Monday, June 13, 2011

If You Think You are Too Vanilla to Have a Calling... (Part 1)

A lot of my students say things like “I’m not sure what I want to do with my career. I just know I like working with people.” My follow-up question is always: “How do you like working with people? There are a million ways to do it. What is your way?”

My response is a little more diplomatic than the one my colorful ethics professor gave me when, at age 25, I went to his office to bemoan my lack of career direction. I fretted to him, “I don’t know what I want to do. All I know is that I want to help people somehow.” His testy response was: “That’s B.S.” (he didn’t use the acronym) “You know a lot more about yourself than you suppose – if you’d just take the time to think hard about it.”

That got my attention. I sheepishly began the hard work of asking myself specific questions about my gifts.

So, OK, let’s say you like working with people. But what are you really great at doing with people? Are you an astute observer of emotions? Are you gifted at offering genuine praise? Are you the person others seek out to share problems with? Can you tell a story that spellbinds your listeners? Are you good at running a meeting?

“Working with people” isn’t a talent. It’s a massive constellation of talents. Until you identify what your precise gifts are, it’s almost impossible to figure out what type of work you are best suited to do.

If you think there is nothing particularly unique about your gifts – that you are just one of millions who are good at some general thing – then (pardon my bluntness), you just aren’t thinking hard enough. My ethics prof says so.  

What is your way? You have a unique flavor… if you will just do the work of discovering it. Nobody is just plain vanilla. 

Stay tuned for Part 2 of this post, which will include a special guest. I can’t wait to share it (and him)! 
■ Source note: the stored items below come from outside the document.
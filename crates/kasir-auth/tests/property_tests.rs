//! Property-based tests for the lockout policy
//!
//! Random streams of submissions, ticks and resets must never break the
//! policy invariants.

use std::time::{Duration, Instant};

use kasir_auth::{LockoutEvent, LockoutOutcome, LockoutPolicy, LockoutState};
use proptest::prelude::*;

// ============================================
// Strategies
// ============================================

#[derive(Clone, Copy, Debug)]
enum Step {
    Submit { matched: bool, after_ms: u64 },
    Tick { after_ms: u64 },
    Reset,
}

fn arb_step() -> impl Strategy<Value = Step> {
    prop_oneof![
        8 => (any::<bool>(), 0u64..120_000)
            .prop_map(|(matched, after_ms)| Step::Submit { matched, after_ms }),
        3 => (0u64..240_000).prop_map(|after_ms| Step::Tick { after_ms }),
        1 => Just(Step::Reset),
    ]
}

fn to_event(step: Step, now: &mut Instant) -> LockoutEvent {
    match step {
        Step::Submit { matched, after_ms } => {
            *now += Duration::from_millis(after_ms);
            LockoutEvent::Submit { matched, now: *now }
        }
        Step::Tick { after_ms } => {
            *now += Duration::from_millis(after_ms);
            LockoutEvent::Tick { now: *now }
        }
        Step::Reset => LockoutEvent::Reset,
    }
}

// ============================================
// Property Tests
// ============================================

proptest! {
    #[test]
    fn failures_never_exceed_budget_while_open(steps in prop::collection::vec(arb_step(), 1..200)) {
        let policy = LockoutPolicy::default();
        let mut state = LockoutState::default();
        let mut now = Instant::now();

        for step in steps {
            let event = to_event(step, &mut now);
            state = policy.apply(state, event).0;

            if !state.is_locked() {
                prop_assert!(state.failed_attempts() <= policy.max_attempts_for_phase(state.phase()));
            }
            prop_assert!(state.phase() >= 1 && state.phase() <= 2);
        }
    }

    #[test]
    fn escalation_is_monotonic_and_help_implies_two(steps in prop::collection::vec(arb_step(), 1..200)) {
        let policy = LockoutPolicy::default();
        let mut state = LockoutState::default();
        let mut now = Instant::now();

        for step in steps {
            let event = to_event(step, &mut now);
            let (next, _) = policy.apply(state, event);

            if event != LockoutEvent::Reset {
                prop_assert!(next.escalation_count() >= state.escalation_count());
                prop_assert!(!state.help_advised() || next.help_advised());
            }
            prop_assert!(!next.help_advised() || next.escalation_count() >= 2);
            state = next;
        }
    }

    #[test]
    fn lockouts_always_last_three_minutes(steps in prop::collection::vec(arb_step(), 1..200)) {
        let policy = LockoutPolicy::default();
        let mut state = LockoutState::default();
        let mut now = Instant::now();

        for step in steps {
            let event = to_event(step, &mut now);
            let (next, outcome) = policy.apply(state, event);

            if let LockoutOutcome::LockedOut { remaining_ms, .. } = outcome {
                prop_assert_eq!(remaining_ms, 180_000);
                prop_assert_eq!(next.lockout_ends_at(), Some(now + Duration::from_secs(180)));
                prop_assert_eq!(next.failed_attempts(), policy.max_attempts_for_phase(state.phase()));
            }
            state = next;
        }
    }

    #[test]
    fn locked_submissions_change_nothing(offset_ms in 0u64..179_999, matched in any::<bool>()) {
        let policy = LockoutPolicy::default();
        let mut state = LockoutState::default();
        let start = Instant::now();
        for _ in 0..5 {
            state = policy.apply(state, LockoutEvent::Submit { matched: false, now: start }).0;
        }

        let now = start + Duration::from_millis(offset_ms);
        let (next, outcome) = policy.apply(state, LockoutEvent::Submit { matched, now });
        prop_assert_eq!(next, state);
        let is_still_locked = matches!(outcome, LockoutOutcome::StillLocked { .. });
        prop_assert!(is_still_locked);
    }

    #[test]
    fn reset_behaves_like_a_fresh_state(
        prefix in prop::collection::vec(arb_step(), 0..100),
        suffix in prop::collection::vec(arb_step(), 1..50),
    ) {
        let policy = LockoutPolicy::default();
        let mut now = Instant::now();
        let mut used = LockoutState::default();
        for step in prefix {
            let event = to_event(step, &mut now);
            used = policy.apply(used, event).0;
        }
        used = policy.apply(used, LockoutEvent::Reset).0;
        let mut fresh = LockoutState::default();

        for step in suffix {
            let event = to_event(step, &mut now);
            let (a, outcome_a) = policy.apply(used, event);
            let (b, outcome_b) = policy.apply(fresh, event);
            prop_assert_eq!(outcome_a, outcome_b);
            prop_assert_eq!(a, b);
            used = a;
            fresh = b;
        }
    }
}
  1. I really love these posts, Jeff, if only because they help me remember that it's ok to have unusual hobbies/passions/gifts. I know what I'm good at, I know what's captured my attention for over 20 years, I know that I want to Do Something with that--it's getting to the Doing that's hard to figure out. I mean, I'm 36 and considering grad school (and significant debt) in another state. It's hard to think about leaving my pretty decent job and starting over, but I think I can make it. Once I get the logistics more concrete...

  2. Sometimes you just have to shut your eyes and leap, Heidi! On a much smaller scale, that's what I finally decided to do last fall when I ended up on stage with you.

  3. professor thompson,
    yesterday i had an experience that totally reminded me of you. when we got off our airplane ride and hopped onto the airport bus shuttle to the parking lot, we had the most fantastic bus driver. he mentioned that he has been driving buses for the past 17 years for various companies. I asked him which company had been his favorite and he responded by saying that EVERY experience had been his favorite and how every day he gets to drive a bus is his favorite day. He was genuinely one of the happiest and self-fulfilled people I've ever met. Although my family and I were all tired and exhausted from our travels, we couldn't help but smile and get joy from this man's happiness. What a great reminder to find the joy in each of our jobs.

  4. Great story, Beka! I had a business student once whose dream was to drive a bus. He loved the feeling of moving heavy equipment and talking to people at the same time.